= Indian National Chemistry Olympiad =

Olympiad in Chemistry in India

The Indian National Chemistry Olympiad (INChO for short) is an Olympiad in Chemistry held in India.

The theory part of the INChO examination is held in end-January/beginning of February of every year. It is conducted by the Indian Association of Chemistry Teachers. School students (usually of standards 11 and 12) first need to qualify the National Standard Examination in Chemistry (NSEC) held in November of the preceding year. Among the 30,000+ students who sit for the NSEC, only the top 1% are selected for the INChO.

About 35 students are selected from the written examination. A total of 30 students are chosen from these to attend the Orientation-Cum-Selection-Camp (OCSC), chemistry, held at HBCSE, Mumbai.

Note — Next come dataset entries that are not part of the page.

//! Aggregate assembly for question creation.
//!
//! The assembler turns a validated payload plus resolved reference entities
//! into the object graph handed to the repository in one persist call. It
//! performs no I/O; the only failures are structural (an ordered collection
//! whose `order` values do not form a strict ordering).

use crate::domain::content::ContentDraft;
use crate::domain::error::Error;
use crate::domain::question::{Area, ChoiceDraft, CitationDraft, NewQuestion, SolutionDraft, Source};
use crate::domain::validation::validate_strict_ordering;

/// The fully assembled in-memory aggregate, ready for a single persist call.
///
/// Collections keep the caller's submission order; the repository persists
/// them as given and readers re-sort by each block's `order` field.
#[derive(Debug, Clone, PartialEq, Eq)]
pub struct QuestionAggregate {
    /// Content fingerprint, unique across questions.
    pub question_hash: String,
    /// Taxonomy reference: question type.
    pub question_type_id: i32,
    /// Taxonomy reference: subtopic.
    pub subtopic_id: i32,
    /// Taxonomy reference: difficulty.
    pub difficulty_id: i32,
    /// Ordered statement content blocks.
    pub contents: Vec<ContentDraft>,
    /// Alternatives with their content blocks.
    pub choices: Vec<ChoiceDraft>,
    /// Worked solutions with their content blocks.
    pub solutions: Vec<SolutionDraft>,
    /// Source citations.
    pub citations: Vec<CitationDraft>,
    /// Resolved area entities to associate.
    pub areas: Vec<Area>,
    /// Resolved source entities backing the citations.
    pub sources: Vec<Source>,
}

/// Build the aggregate from a validated payload and resolved references.
///
/// `areas` and `sources` must already be confirmed to cover every id the
/// payload names (the reference validator guarantees this before assembly).
pub fn assemble(
    payload: NewQuestion,
    question_hash: String,
    areas: Vec<Area>,
    sources: Vec<Source>,
) -> Result<QuestionAggregate, Error> {
    validate_strict_ordering(&payload.contents, "question contents")?;
    for choice in &payload.choices {
        validate_strict_ordering(&choice.contents, "choice contents")?;
    }
    for solution in &payload.solutions {
        validate_strict_ordering(&solution.contents, "solution contents")?;
    }

    let NewQuestion {
        question_type_id,
        subtopic_id,
        difficulty_id,
        area_ids: _,
        contents,
        choices,
        solutions,
        citations,
    } = payload;

    Ok(QuestionAggregate {
        question_hash,
        question_type_id,
        subtopic_id,
        difficulty_id,
        contents,
        choices,
        solutions,
        citations,
        areas,
        sources,
    })
}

Most students qualifying for the INChO are those completing their twelfth standard. However, in some cases, students have been selected for INChO at the end of the eleventh or tenth standard.

== OCSC Chemistry ==
The Orientation-Cum-Selection-Camp (OCSC), Chemistry, consists of rigorous training and testing in theory and experiment. The top four performers here are selected to represent India in the International Chemistry Olympiad. Before the INChO, the selected team undergoes rigorous training in theory and experiments in a Pre-Departure Training Camp held in HBCSE.